## Your task
Copy out all of the records. Keep every word exact.

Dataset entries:
_____

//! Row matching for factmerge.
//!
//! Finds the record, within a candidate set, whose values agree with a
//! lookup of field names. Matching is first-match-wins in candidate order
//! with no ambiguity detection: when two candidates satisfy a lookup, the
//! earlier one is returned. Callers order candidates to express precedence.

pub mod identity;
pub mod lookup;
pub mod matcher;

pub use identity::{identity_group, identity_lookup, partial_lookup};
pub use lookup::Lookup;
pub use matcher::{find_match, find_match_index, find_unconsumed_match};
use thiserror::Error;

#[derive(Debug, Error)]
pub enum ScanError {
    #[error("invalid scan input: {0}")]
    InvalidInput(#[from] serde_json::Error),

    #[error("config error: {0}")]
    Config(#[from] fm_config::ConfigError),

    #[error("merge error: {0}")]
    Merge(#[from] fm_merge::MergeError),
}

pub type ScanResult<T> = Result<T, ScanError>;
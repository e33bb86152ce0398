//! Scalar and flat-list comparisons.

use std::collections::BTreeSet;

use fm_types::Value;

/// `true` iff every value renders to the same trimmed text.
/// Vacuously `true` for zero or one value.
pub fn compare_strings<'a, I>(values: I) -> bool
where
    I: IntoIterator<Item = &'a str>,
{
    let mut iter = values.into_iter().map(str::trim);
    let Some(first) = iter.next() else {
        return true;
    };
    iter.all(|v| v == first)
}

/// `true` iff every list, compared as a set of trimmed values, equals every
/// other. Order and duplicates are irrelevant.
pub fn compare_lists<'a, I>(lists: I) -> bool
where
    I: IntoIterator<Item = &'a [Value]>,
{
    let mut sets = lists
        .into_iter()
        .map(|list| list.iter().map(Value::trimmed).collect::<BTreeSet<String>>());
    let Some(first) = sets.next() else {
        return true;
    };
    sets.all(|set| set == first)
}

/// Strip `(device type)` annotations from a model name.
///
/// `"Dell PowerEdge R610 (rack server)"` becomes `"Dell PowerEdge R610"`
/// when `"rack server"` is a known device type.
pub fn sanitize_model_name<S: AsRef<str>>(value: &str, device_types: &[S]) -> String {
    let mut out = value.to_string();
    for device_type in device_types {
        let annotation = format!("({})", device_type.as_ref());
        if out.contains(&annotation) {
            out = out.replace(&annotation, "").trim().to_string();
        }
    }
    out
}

_____

## Exercise solution
//! Row matching for factmerge.
//!
//! Finds the record, within a candidate set, whose values agree with a
//! lookup of field names. Matching is first-match-wins in candidate order
//! with no ambiguity detection: when two candidates satisfy a lookup, the
//! earlier one is returned. Callers order candidates to express precedence.

pub mod identity;
pub mod lookup;
pub mod matcher;

pub use identity::{identity_group, identity_lookup, partial_lookup};
pub use lookup::Lookup;
pub use matcher::{find_match, find_match_index, find_unconsumed_match};
use thiserror::Error;

#[derive(Debug, Error)]
pub enum ScanError {
    #[error("invalid scan input: {0}")]
    InvalidInput(#[from] serde_json::Error),

    #[error("config error: {0}")]
    Config(#[from] fm_config::ConfigError),

    #[error("merge error: {0}")]
    Merge(#[from] fm_merge::MergeError),
}

pub type ScanResult<T> = Result<T, ScanError>;
repository e33bb86152ce0398
//! Scalar and flat-list comparisons.

use std::collections::BTreeSet;

use fm_types::Value;

/// `true` iff every value renders to the same trimmed text.
/// Vacuously `true` for zero or one value.
pub fn compare_strings<'a, I>(values: I) -> bool
where
    I: IntoIterator<Item = &'a str>,
{
    let mut iter = values.into_iter().map(str::trim);
    let Some(first) = iter.next() else {
        return true;
    };
    iter.all(|v| v == first)
}

/// `true` iff every list, compared as a set of trimmed values, equals every
/// other. Order and duplicates are irrelevant.
pub fn compare_lists<'a, I>(lists: I) -> bool
where
    I: IntoIterator<Item = &'a [Value]>,
{
    let mut sets = lists
        .into_iter()
        .map(|list| list.iter().map(Value::trimmed).collect::<BTreeSet<String>>());
    let Some(first) = sets.next() else {
        return true;
    };
    sets.all(|set| set == first)
}

/// Strip `(device type)` annotations from a model name.
///
/// `"Dell PowerEdge R610 (rack server)"` becomes `"Dell PowerEdge R610"`
/// when `"rack server"` is a known device type.
pub fn sanitize_model_name<S: AsRef<str>>(value: &str, device_types: &[S]) -> String {
    let mut out = value.to_string();
    for device_type in device_types {
        let annotation = format!("({})", device_type.as_ref());
        if out.contains(&annotation) {
            out = out.replace(&annotation, "").trim().to_string();
        }
    }
    out
}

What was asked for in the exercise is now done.